When the hospital comes into the post-medical reform era St. Roses’s role for uninsured folks will only be enhanced, according to Briscoe. “This is the most sweeping reform since Medi-Care and Medi-Caid were created and it really closes one of the great ethical and moral gaps in our society’s approach to the safety net…Now 56,000 new folks will get free health care and another 107,000 who get some help to buy healthcare on the private insurance market,” said Briscoe. Briscoe says these newly insured citizens will be entering the safety net system and handled by hospitals that have the capacity to deal with the newly insured. “Alameda County is dependent on certain hospitals on playing a certain role, handling the uninsured or underinsured,” said Briscoe, emphasizing St. Rose’s importance for that role. Meanwhile, the short-term prognosis for St. Rose may also include help from labor.
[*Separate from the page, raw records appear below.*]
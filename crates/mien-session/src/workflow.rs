//! The verification workflow actor.
//!
//! One task owns the [`VerificationSession`]; callers hold a cloneable
//! [`SessionHandle`] that submits commands over a channel and observes
//! state through a watch channel. Detection runs on separate tasks so a
//! slow backend never blocks command handling, and every completed
//! detection is tagged with the session epoch and a per-side submission
//! number so stale results are dropped instead of applied.

use std::sync::Arc;

use mien_core::{DetectionOutcome, FaceMatcher};
use tokio::sync::{mpsc, oneshot, watch};

use crate::detector::FaceDetector;
use crate::photo::Photo;
use crate::session::{
    CaptureSide, FailureReason, SessionError, SessionState, VerificationSession,
};

/// Messages sent from handles to the session task.
enum Command {
    StartRegistration {
        reply: oneshot::Sender<Result<(), SessionError>>,
    },
    SubmitPhoto {
        side: CaptureSide,
        photo: Photo,
        reply: oneshot::Sender<Result<(), SessionError>>,
    },
    Reset {
        reply: oneshot::Sender<()>,
    },
}

/// A completed detection, tagged for staleness checks.
struct DetectionDone {
    epoch: u64,
    submission: u64,
    side: CaptureSide,
    outcome: DetectionOutcome,
}

/// Clone-safe handle to a verification session task.
#[derive(Clone)]
pub struct SessionHandle {
    cmd_tx: mpsc::Sender<Command>,
    state_rx: watch::Receiver<SessionState>,
}

impl SessionHandle {
    /// Begin a verification attempt: `Idle` → `AwaitingReferenceCapture`.
    pub async fn start_registration(&self) -> Result<(), SessionError> {
        let (reply_tx, reply_rx) = oneshot::channel();
        self.cmd_tx
            .send(Command::StartRegistration { reply: reply_tx })
            .await
            .map_err(|_| SessionError::ChannelClosed)?;
        reply_rx.await.map_err(|_| SessionError::ChannelClosed)?
    }

    /// Submit the reference photo for detection.
    ///
    /// Legal only while awaiting the reference capture. Resubmitting while
    /// the previous detection is still in flight supersedes it: the last
    /// submission wins.
    pub async fn submit_reference_photo(&self, photo: Photo) -> Result<(), SessionError> {
        self.submit(CaptureSide::Reference, photo).await
    }

    /// Submit the live photo for detection. Same rules as the reference
    /// side, legal only while awaiting the live capture.
    pub async fn submit_live_photo(&self, photo: Photo) -> Result<(), SessionError> {
        self.submit(CaptureSide::Live, photo).await
    }

    async fn submit(&self, side: CaptureSide, photo: Photo) -> Result<(), SessionError> {
        let (reply_tx, reply_rx) = oneshot::channel();
        self.cmd_tx
            .send(Command::SubmitPhoto {
                side,
                photo,
                reply: reply_tx,
            })
            .await
            .map_err(|_| SessionError::ChannelClosed)?;
        reply_rx.await.map_err(|_| SessionError::ChannelClosed)?
    }

    /// Discard the current attempt and return to `Idle`, from any state.
    /// Outcomes of detections still in flight are dropped when they arrive.
    pub async fn reset(&self) -> Result<(), SessionError> {
        let (reply_tx, reply_rx) = oneshot::channel();
        self.cmd_tx
            .send(Command::Reset { reply: reply_tx })
            .await
            .map_err(|_| SessionError::ChannelClosed)?;
        reply_rx.await.map_err(|_| SessionError::ChannelClosed)
    }

    /// Snapshot of the current state.
    pub fn state(&self) -> SessionState {
        self.state_rx.borrow().clone()
    }

    /// Subscribe to state changes.
    pub fn subscribe(&self) -> watch::Receiver<SessionState> {
        self.state_rx.clone()
    }

    /// Wait until the session reaches `Resolved` or `Failed` and return
    /// that state. Returns immediately if it is already terminal.
    pub async fn wait_until_settled(&self) -> Result<SessionState, SessionError> {
        let mut rx = self.state_rx.clone();
        loop {
            let current = rx.borrow_and_update().clone();
            if current.is_terminal() {
                return Ok(current);
            }
            rx.changed().await.map_err(|_| SessionError::ChannelClosed)?;
        }
    }
}

/// Spawn a verification session task and return its handle.
///
/// The detector and matcher are injected; the task owns them for its
/// lifetime. Dropping every handle stops the task.
pub fn spawn_session(
    detector: Arc<dyn FaceDetector>,
    matcher: Box<dyn FaceMatcher + Send>,
) -> SessionHandle {
    let (cmd_tx, cmd_rx) = mpsc::channel(16);
    let (done_tx, done_rx) = mpsc::channel(16);
    let (state_tx, state_rx) = watch::channel(SessionState::Idle);

    let task = SessionTask {
        detector,
        matcher,
        session: VerificationSession::new(),
        state_tx,
        done_tx,
        epoch: 0,
        reference_submission: 0,
        live_submission: 0,
    };
    tokio::spawn(task.run(cmd_rx, done_rx));

    SessionHandle { cmd_tx, state_rx }
}

struct SessionTask {
    detector: Arc<dyn FaceDetector>,
    matcher: Box<dyn FaceMatcher + Send>,
    session: VerificationSession,
    state_tx: watch::Sender<SessionState>,
    done_tx: mpsc::Sender<DetectionDone>,
    /// Bumped on every reset; outcomes from an older epoch are dropped.
    epoch: u64,
    /// Per-side submission counters. Only the latest submission on each
    /// side may land; earlier ones were superseded.
    reference_submission: u64,
    live_submission: u64,
}

impl SessionTask {
    async fn run(
        mut self,
        mut cmd_rx: mpsc::Receiver<Command>,
        mut done_rx: mpsc::Receiver<DetectionDone>,
    ) {
        tracing::debug!("session task started");
        loop {
            tokio::select! {
                cmd = cmd_rx.recv() => match cmd {
                    Some(cmd) => self.handle_command(cmd),
                    // All handles dropped; any in-flight detection has
                    // nowhere to report.
                    None => break,
                },
                Some(done) = done_rx.recv() => self.handle_detection_done(done),
            }
        }
        tracing::debug!("session task exiting");
    }

    fn handle_command(&mut self, cmd: Command) {
        match cmd {
            Command::StartRegistration { reply } => {
                let _ = reply.send(self.start_registration());
            }
            Command::SubmitPhoto { side, photo, reply } => {
                let _ = reply.send(self.submit_photo(side, photo));
            }
            Command::Reset { reply } => {
                self.reset();
                let _ = reply.send(());
            }
        }
    }

    fn start_registration(&mut self) -> Result<(), SessionError> {
        if !matches!(self.session.state, SessionState::Idle) {
            return Err(SessionError::InvalidState {
                operation: "start_registration",
                state: self.session.state.name(),
            });
        }
        self.transition(SessionState::AwaitingReferenceCapture);
        Ok(())
    }

    /// Validate the submission against the current state, then hand the
    /// photo to the detector on its own task. The reply goes out as soon
    /// as the submission is accepted; completion arrives through `done_tx`.
    fn submit_photo(&mut self, side: CaptureSide, photo: Photo) -> Result<(), SessionError> {
        let legal = matches!(
            (side, &self.session.state),
            (CaptureSide::Reference, SessionState::AwaitingReferenceCapture)
                | (CaptureSide::Live, SessionState::AwaitingLiveCapture)
        );
        if !legal {
            tracing::warn!(
                side = %side,
                state = self.session.state.name(),
                "rejecting out-of-order photo submission"
            );
            return Err(SessionError::InvalidState {
                operation: side.submit_operation(),
                state: self.session.state.name(),
            });
        }

        let submission = match side {
            CaptureSide::Reference => {
                self.reference_submission += 1;
                self.reference_submission
            }
            CaptureSide::Live => {
                self.live_submission += 1;
                self.live_submission
            }
        };
        let epoch = self.epoch;
        let detector = Arc::clone(&self.detector);
        let done_tx = self.done_tx.clone();

        tracing::debug!(side = %side, epoch, submission, "detection started");
        tokio::spawn(async move {
            let outcome = detector.detect(&photo).await;
            // A send failure means the session is gone; the outcome is moot.
            let _ = done_tx
                .send(DetectionDone {
                    epoch,
                    submission,
                    side,
                    outcome,
                })
                .await;
        });

        Ok(())
    }

    fn handle_detection_done(&mut self, done: DetectionDone) {
        if done.epoch != self.epoch {
            tracing::debug!(
                side = %done.side,
                epoch = done.epoch,
                current_epoch = self.epoch,
                "dropping detection outcome from before a reset"
            );
            return;
        }
        let current_submission = match done.side {
            CaptureSide::Reference => self.reference_submission,
            CaptureSide::Live => self.live_submission,
        };
        if done.submission != current_submission {
            tracing::debug!(
                side = %done.side,
                submission = done.submission,
                current_submission,
                "dropping superseded detection outcome"
            );
            return;
        }
        self.apply_outcome(done.side, done.outcome);
    }

    fn apply_outcome(&mut self, side: CaptureSide, outcome: DetectionOutcome) {
        let awaited = matches!(
            (side, &self.session.state),
            (CaptureSide::Reference, SessionState::AwaitingReferenceCapture)
                | (CaptureSide::Live, SessionState::AwaitingLiveCapture)
        );
        if !awaited {
            tracing::warn!(
                side = %side,
                state = self.session.state.name(),
                "dropping detection outcome; session has moved on"
            );
            return;
        }

        let failure = FailureReason::from_outcome(side, &outcome);
        match side {
            CaptureSide::Reference => self.session.reference = Some(outcome),
            CaptureSide::Live => self.session.live = Some(outcome),
        }

        match (side, failure) {
            (_, Some(reason)) => {
                tracing::info!(side = %side, %reason, "verification failed");
                self.transition(SessionState::Failed(reason));
            }
            (CaptureSide::Reference, None) => {
                self.transition(SessionState::AwaitingLiveCapture);
            }
            (CaptureSide::Live, None) => {
                self.transition(SessionState::Comparing);
                self.resolve();
            }
        }
    }

    /// Compare the two detected observations and resolve the session.
    /// Never produces a comparison from a partial session.
    fn resolve(&mut self) {
        let (Some(reference), Some(live)) = (
            self.session
                .reference
                .as_ref()
                .and_then(DetectionOutcome::observation),
            self.session
                .live
                .as_ref()
                .and_then(DetectionOutcome::observation),
        ) else {
            // Unreachable while transitions stay single-threaded: live
            // capture is only awaited once the reference side detected.
            tracing::error!("comparison requested without two detected faces; resetting");
            self.session.clear();
            self.transition(SessionState::Idle);
            return;
        };

        let result = self.matcher.compare(reference, live);
        tracing::info!(
            is_match = result.is_match,
            confidence = result.confidence,
            basis = ?result.basis,
            "verification resolved"
        );
        self.session.comparison = Some(result.clone());
        self.transition(SessionState::Resolved(result));
    }

    fn reset(&mut self) {
        self.epoch += 1;
        self.session.clear();
        tracing::info!(epoch = self.epoch, "session reset");
        self.transition(SessionState::Idle);
    }

    fn transition(&mut self, next: SessionState) {
        tracing::info!(
            from = self.session.state.name(),
            to = next.name(),
            "state change"
        );
        self.session.state = next.clone();
        let _ = self.state_tx.send(next);
    }
}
Matthew Mullany, a representative of the Teamsters Union Local 856, spoke about pension money givebacks by union members to help keep the hospital open. “What has not been mentioned is that they’ve [union members] have taken wage freezes for two years now,” said Mullany, “We have all worked in good faith for the past few years to keep the hospital open. I am here to tell you that the union is still willing to do that.”

The union representative noted a potential sub-contracting issue that may take place at St. Rose. Mullany spoke against having a sub-contractor becoming the new employer for specific departments in the hospital, “There may be two departments there now that may be sub-contracted out,” said Mullany, “It is not definite yet…I don’t believe it is the right time to do such a thing.” Mullany said that he doesn’t believe that Nakayama, an interim president, should be making long-term decisions for the hospital, which includes sub-contracting, “I say that respectfully,” added Mullany. The union representative said that at the current time it doesn’t make sense to have two different employers in the hospital at the same time because of potential labor unrest. “I don’t say that as a threat or as a challenge,” noted Mullany, “We don’t want any unrest.”